Return only the lines from the one containing "to its OID." to the end of the entries below, exactly as written, both ends included.

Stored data
________________________________________

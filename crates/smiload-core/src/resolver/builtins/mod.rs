//! Built-in SMI definitions.
//!
//! Pre-seeded definitions the resolver needs before processing user
//! modules: the OID roots and the OID exports of the SMI base modules.
//!
//! # Usage
//!
//! ```
//! use smiload_core::resolver::builtins::resolve_builtin_import;
//!
//! let oid = resolve_builtin_import("SNMPv2-SMI", "enterprises").unwrap();
//! assert_eq!(oid.to_dotted(), "1.3.6.1.4.1");
//! ```

mod modules;
mod oid;

pub use modules::{is_base_module, rfc1213_fallback, BaseModule};
pub use oid::{idx as oid_idx, lookup_builtin_oid, lookup_root, BuiltinOidNode, BUILTIN_OID_NODES};

use crate::model::Oid;

/// Resolve a symbol imported from a base module to its OID.
///
/// Returns `None` for unknown modules and for symbols without an OID value.
#[must_use]
pub fn resolve_builtin_import(module: &str, symbol: &str) -> Option<Oid> {
    BaseModule::from_name(module)?.oid_export(symbol)
}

________________________________________

RESPONSE TO THIS TASK ::
/// Resolve a symbol imported from a base module to its OID.
///
/// Returns `None` for unknown modules and for symbols without an OID value.
#[must_use]
pub fn resolve_builtin_import(module: &str, symbol: &str) -> Option<Oid> {
    BaseModule::from_name(module)?.oid_export(symbol)
}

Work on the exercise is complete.